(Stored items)
□ □ □
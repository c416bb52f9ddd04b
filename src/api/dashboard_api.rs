// ==========================================
// 排班导入系统 - 看板 API
// ==========================================
// 职责: 负责人集合统计、检索，导入历史汇总
// 红线: 只读，不修改负责人集合与历史
// ==========================================

use std::sync::{Arc, Mutex, MutexGuard};

use crate::api::error::{ApiError, ApiResult};
use crate::domain::import::ImportHistorySummary;
use crate::domain::owner::Owner;
use crate::engine::dashboard::{DashboardEngine, DirectoryStats};
use crate::repository::{ImportReportRepository, ImportReportRepositoryImpl};

// ==========================================
// DashboardApi - 看板 API
// ==========================================
pub struct DashboardApi {
    engine: DashboardEngine,
    owners: Arc<Mutex<Vec<Owner>>>,
    report_repo: Arc<ImportReportRepositoryImpl>,
}

impl DashboardApi {
    pub fn new(owners: Arc<Mutex<Vec<Owner>>>, report_repo: Arc<ImportReportRepositoryImpl>) -> Self {
        Self {
            engine: DashboardEngine::new(),
            owners,
            report_repo,
        }
    }

    fn owners(&self) -> ApiResult<MutexGuard<'_, Vec<Owner>>> {
        self.owners
            .lock()
            .map_err(|e| ApiError::InternalError(format!("负责人集合锁获取失败: {}", e)))
    }

    /// 负责人集合快照
    pub fn list_owners(&self) -> ApiResult<Vec<Owner>> {
        Ok(self.owners()?.clone())
    }

    pub fn get_directory_stats(&self) -> ApiResult<DirectoryStats> {
        let owners = self.owners()?;
        Ok(self.engine.directory_stats(&owners))
    }

    /// 按姓名/邮箱/部门检索（不区分大小写）
    pub fn search_owners(&self, term: &str) -> ApiResult<Vec<Owner>> {
        let owners = self.owners()?;
        Ok(self
            .engine
            .search_owners(&owners, term)
            .into_iter()
            .cloned()
            .collect())
    }

    /// 导入历史汇总（全部历史）
    pub async fn get_history_summary(&self) -> ApiResult<ImportHistorySummary> {
        let total = self.report_repo.count().await?;
        if total == 0 {
            return Ok(ImportHistorySummary::default());
        }
        let reports = self.report_repo.list_recent(total).await?;
        Ok(self.engine.history_summary(&reports))
    }
}
// ==========================================
// 排班导入系统 - 仓储层错误类型
// ==========================================
// 工具: thiserror 派生宏
// ==========================================

use thiserror::Error;

/// 仓储层错误类型
#[derive(Error, Debug)]
pub enum RepositoryError {
    // ===== 数据库错误 =====
    #[error("记录未找到: {entity} with id={id}")]
    NotFound { entity: String, id: String },

    #[error("数据库连接失败: {0}")]
    DatabaseConnectionError(String),

    #[error("数据库锁获取失败: {0}")]
    LockError(String),

    #[error("数据库查询失败: {0}")]
    DatabaseQueryError(String),

    #[error("唯一约束违反: {0}")]
    UniqueConstraintViolation(String),

    // ===== 数据质量错误 =====
    #[error("序列化失败: {0}")]
    SerializationError(String),

    #[error("历史数据损坏 (id={id}): {message}")]
    CorruptRecord { id: String, message: String },
}

// 实现 From<rusqlite::Error>
impl From<rusqlite::Error> for RepositoryError {
    fn from(err: rusqlite::Error) -> Self {
        match err {
            rusqlite::Error::SqliteFailure(_, Some(msg)) => {
                if msg.contains("UNIQUE") {
                    RepositoryError::UniqueConstraintViolation(msg)
                } else {
                    RepositoryError::DatabaseQueryError(msg)
                }
            }
            rusqlite::Error::QueryReturnedNoRows => RepositoryError::NotFound {
                entity: "Unknown".to_string(),
                id: "Unknown".to_string(),
            },
            _ => RepositoryError::DatabaseQueryError(err.to_string()),
        }
    }
}

// 实现 From<serde_json::Error>
impl From<serde_json::Error> for RepositoryError {
    fn from(err: serde_json::Error) -> Self {
        RepositoryError::SerializationError(err.to_string())
    }
}

/// Result 类型别名
pub type RepositoryResult<T> = Result<T, RepositoryError>;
□ □ □
What lines in the records above include the string "SerializationError"? Copy each one.

### SOLVED PROBLEM
    SerializationError(String),
        RepositoryError::SerializationError(err.to_string())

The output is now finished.